The “360-degree performance evaluation” has grown in popularity in recent years. This process involves the input of peers of, reports of, and even clients that worked with the person being evaluated. The idea is to get a holistic view of how well a given employee does their job.
The question then is do organizations share who said what? Or do they leave the collected data anonymous?
Anonymity generally provides for better feedback. It is obvious that someone might hold back if they have something unfavorable to say about a superior or just a colleague. Most people want to avoid any awkward encounters or may even fear for their job if they are critical. Most organizations choose this method (usually even written to ensure complete anonymity) in order to ensure enough information to make a complete decision.
The downside is that organizations are unable to follow up on anything that may be a little ambiguous, leaving the potential for holes in the feedback.

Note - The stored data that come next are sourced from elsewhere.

//! Dial engine crate.
//!
//! This crate owns the platform + GPU runtime pieces used by the widget layer:
//! window and surface management, the draw stream, and the shape renderers.

pub mod device;
pub mod window;
pub mod time;
pub mod core;

pub mod logging;
pub mod coords;
pub mod render;
pub mod paint;
pub mod scene;
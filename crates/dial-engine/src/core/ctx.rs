use winit::window::{Window, WindowId};

use crate::coords::Viewport;
use crate::device::{Gpu, SurfaceErrorAction};
use crate::paint::Color;
use crate::render::{RenderCtx, RenderTarget};

use super::app::AppControl;

/// Per-window handles and immutable window metadata.
pub struct WindowCtx<'a> {
    pub id:     WindowId,
    pub window: &'a Window,
}

impl<'a> WindowCtx<'a> {
    /// Returns the logical window size as `(width, height)` in logical pixels.
    pub fn logical_size(&self) -> (f32, f32) {
        let phys  = self.window.inner_size();
        let scale = self.window.scale_factor();
        let logi: winit::dpi::LogicalSize<f64> = phys.to_logical(scale);
        (logi.width as f32, logi.height as f32)
    }

    pub fn scale_factor(&self) -> f32 {
        self.window.scale_factor() as f32
    }
}

/// Per-frame context passed to `core::App::on_frame`.
///
/// Lifetimes:
/// - `'a` is the duration of the callback invocation
/// - `'w` is the window-borrow lifetime carried by `Gpu<'w>`
pub struct FrameCtx<'a, 'w> {
    pub window: WindowCtx<'a>,
    pub gpu:    &'a mut Gpu<'w>,
}

impl<'a, 'w> FrameCtx<'a, 'w> {
    /// Clears the surface with `clear`, calls `draw` with a ready [`RenderCtx`] and
    /// [`RenderTarget`], then presents the frame.
    pub fn render<F>(&mut self, clear: Color, draw: F) -> AppControl
    where
        F: FnOnce(&RenderCtx<'_>, &mut RenderTarget<'_>),
    {
        let (w, h) = self.window.logical_size();
        let scale_factor = self.window.scale_factor();

        let mut frame = match self.gpu.begin_frame() {
            Ok(f) => f,
            Err(err) => {
                return match self.gpu.handle_surface_error(err) {
                    SurfaceErrorAction::Fatal => AppControl::Exit,
                    _ => AppControl::Continue,
                };
            }
        };

        // Clear pass; dropped before the encoder is moved into submit().
        {
            let _rpass = frame.encoder.begin_render_pass(&wgpu::RenderPassDescriptor {
                label: Some("dial clear"),
                color_attachments: &[Some(wgpu::RenderPassColorAttachment {
                    view:           &frame.view,
                    resolve_target: None,
                    ops: wgpu::Operations {
                        load:  wgpu::LoadOp::Clear(wgpu::Color {
                            r: clear.r as f64,
                            g: clear.g as f64,
                            b: clear.b as f64,
                            a: clear.a as f64,
                        }),
                        store: wgpu::StoreOp::Store,
                    },
                    depth_slice: None,
                })],
                depth_stencil_attachment: None,
                timestamp_writes:         None,
                occlusion_query_set:      None,
                multiview_mask:           None,
            });
        }

        let rctx = RenderCtx::new(
            self.gpu.device(),
            self.gpu.queue(),
            self.gpu.surface_format(),
            Viewport::new(w, h),
            scale_factor,
        );

        // RenderTarget borrows frame.encoder; dropped before submit() takes frame.
        {
            let mut target = RenderTarget::new(&mut frame.encoder, &frame.view);
            draw(&rctx, &mut target);
        }

        self.window.window.pre_present_notify();
        self.gpu.submit(frame);

        AppControl::Continue
    }
}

Some employers choose a transparent approach to help:
- Maintain accountability. When employees know their name is on something they know that there might be follow up and that they would have to explain anything outlandish. This helps keep biases in check.
- Encourage openness. Some organizations have a culture of openness, believing that getting the truth in the open is better so that issues can be dwelt with in an appropriate manner and time frame.

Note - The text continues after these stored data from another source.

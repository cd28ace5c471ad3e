use anyhow::{Context, Result};
use wgpu::SurfaceError;
use winit::dpi::PhysicalSize;
use winit::window::Window;

use super::surface;
use super::{GpuFrame, GpuInit, SurfaceErrorAction};

/// Owns wgpu core objects and the surface configuration for one window.
///
/// The surface borrows the window for `'w`; the runtime keeps both in one
/// self-referencing entry so the window always outlives its `Gpu`.
pub struct Gpu<'w> {
    surface: wgpu::Surface<'w>,
    device: wgpu::Device,
    queue: wgpu::Queue,

    /// Active surface configuration.
    config: wgpu::SurfaceConfiguration,

    /// Current drawable size in physical pixels.
    size: PhysicalSize<u32>,
}

impl<'w> Gpu<'w> {
    /// Creates a GPU context bound to a window.
    ///
    /// Adapter/device acquisition is asynchronous under wgpu.
    pub async fn new(window: &'w Window, init: GpuInit) -> Result<Self> {
        let size = window.inner_size();
        anyhow::ensure!(surface::is_configurable(size), "window has zero size");

        let GpuInit {
            prefer_srgb,
            present_mode,
            alpha_mode,
            required_limits,
            power_preference,
            desired_maximum_frame_latency,
        } = init;

        let instance = wgpu::Instance::new(&wgpu::InstanceDescriptor {
            backends: wgpu::Backends::all(),
            ..Default::default()
        });

        let surface = instance
            .create_surface(window)
            .context("failed to create wgpu surface")?;

        let adapter = instance
            .request_adapter(&wgpu::RequestAdapterOptions {
                power_preference,
                compatible_surface: Some(&surface),
                force_fallback_adapter: false,
            })
            .await
            .context("failed to find a suitable GPU adapter")?;

        let info = adapter.get_info();
        log::info!("using adapter {} ({:?})", info.name, info.backend);

        let (device, queue) = adapter
            .request_device(&wgpu::DeviceDescriptor {
                label: Some("dial device"),
                required_features: wgpu::Features::empty(),
                required_limits,
                experimental_features: wgpu::ExperimentalFeatures::disabled(),
                memory_hints: wgpu::MemoryHints::MemoryUsage,
                trace: wgpu::Trace::Off,
            })
            .await
            .context("failed to create wgpu device/queue")?;

        let caps = surface.get_capabilities(&adapter);
        let format = surface::choose_surface_format(&caps.formats, prefer_srgb)
            .context("no supported surface formats")?;
        let alpha_mode = surface::choose_alpha_mode(&caps.alpha_modes, alpha_mode);
        log::debug!("surface format {format:?}, alpha mode {alpha_mode:?}");

        let config = wgpu::SurfaceConfiguration {
            usage: wgpu::TextureUsages::RENDER_ATTACHMENT,
            format,
            width: size.width,
            height: size.height,
            present_mode,
            alpha_mode,
            view_formats: vec![],
            desired_maximum_frame_latency,
        };

        surface.configure(&device, &config);

        Ok(Self { surface, device, queue, config, size })
    }

    /// Returns the active surface format.
    pub fn surface_format(&self) -> wgpu::TextureFormat {
        self.config.format
    }

    /// Returns the current drawable size (physical pixels).
    pub fn size(&self) -> PhysicalSize<u32> {
        self.size
    }

    pub fn device(&self) -> &wgpu::Device {
        &self.device
    }

    pub fn queue(&self) -> &wgpu::Queue {
        &self.queue
    }

    /// Reconfigures the surface after a resize.
    pub fn resize(&mut self, new_size: PhysicalSize<u32>) {
        self.size = new_size;
        if !surface::is_configurable(new_size) {
            return;
        }

        self.config.width = new_size.width;
        self.config.height = new_size.height;
        self.surface.configure(&self.device, &self.config);
    }

    /// Acquires the next surface texture and creates an encoder.
    pub fn begin_frame(&self) -> std::result::Result<GpuFrame, SurfaceError> {
        let surface_texture = self.surface.get_current_texture()?;
        let view = surface_texture
            .texture
            .create_view(&wgpu::TextureViewDescriptor::default());

        let encoder = self
            .device
            .create_command_encoder(&wgpu::CommandEncoderDescriptor {
                label: Some("dial frame encoder"),
            });

        Ok(GpuFrame { surface_texture, view, encoder })
    }

    /// Submits the recorded commands and presents the frame.
    pub fn submit(&self, frame: GpuFrame) {
        let GpuFrame { surface_texture, view, encoder } = frame;
        self.queue.submit(std::iter::once(encoder.finish()));
        drop(view);
        surface_texture.present();
    }

    /// Converts a `SurfaceError` into a higher-level action, reconfiguring
    /// the surface when it was lost or outdated.
    pub fn handle_surface_error(&mut self, err: SurfaceError) -> SurfaceErrorAction {
        let action = SurfaceErrorAction::for_error(&err);
        log::warn!("surface error: {err}; {action:?}");

        if action == SurfaceErrorAction::Reconfigured && surface::is_configurable(self.size) {
            self.surface.configure(&self.device, &self.config);
        }
        action
    }
}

- Leadership Growth. Even simple things can mar an organization over time. Transparent feedback allows growth as a team, in some cases allowing for multiple issues to be resolved with one larger solution.
Careful ConsiderationWhen deciding on a method to use for employee evaluations you should think about a 360-degree model. Your organizational structure and culture should help you decide if you want transparent or anonymous feedback when conducting reviews.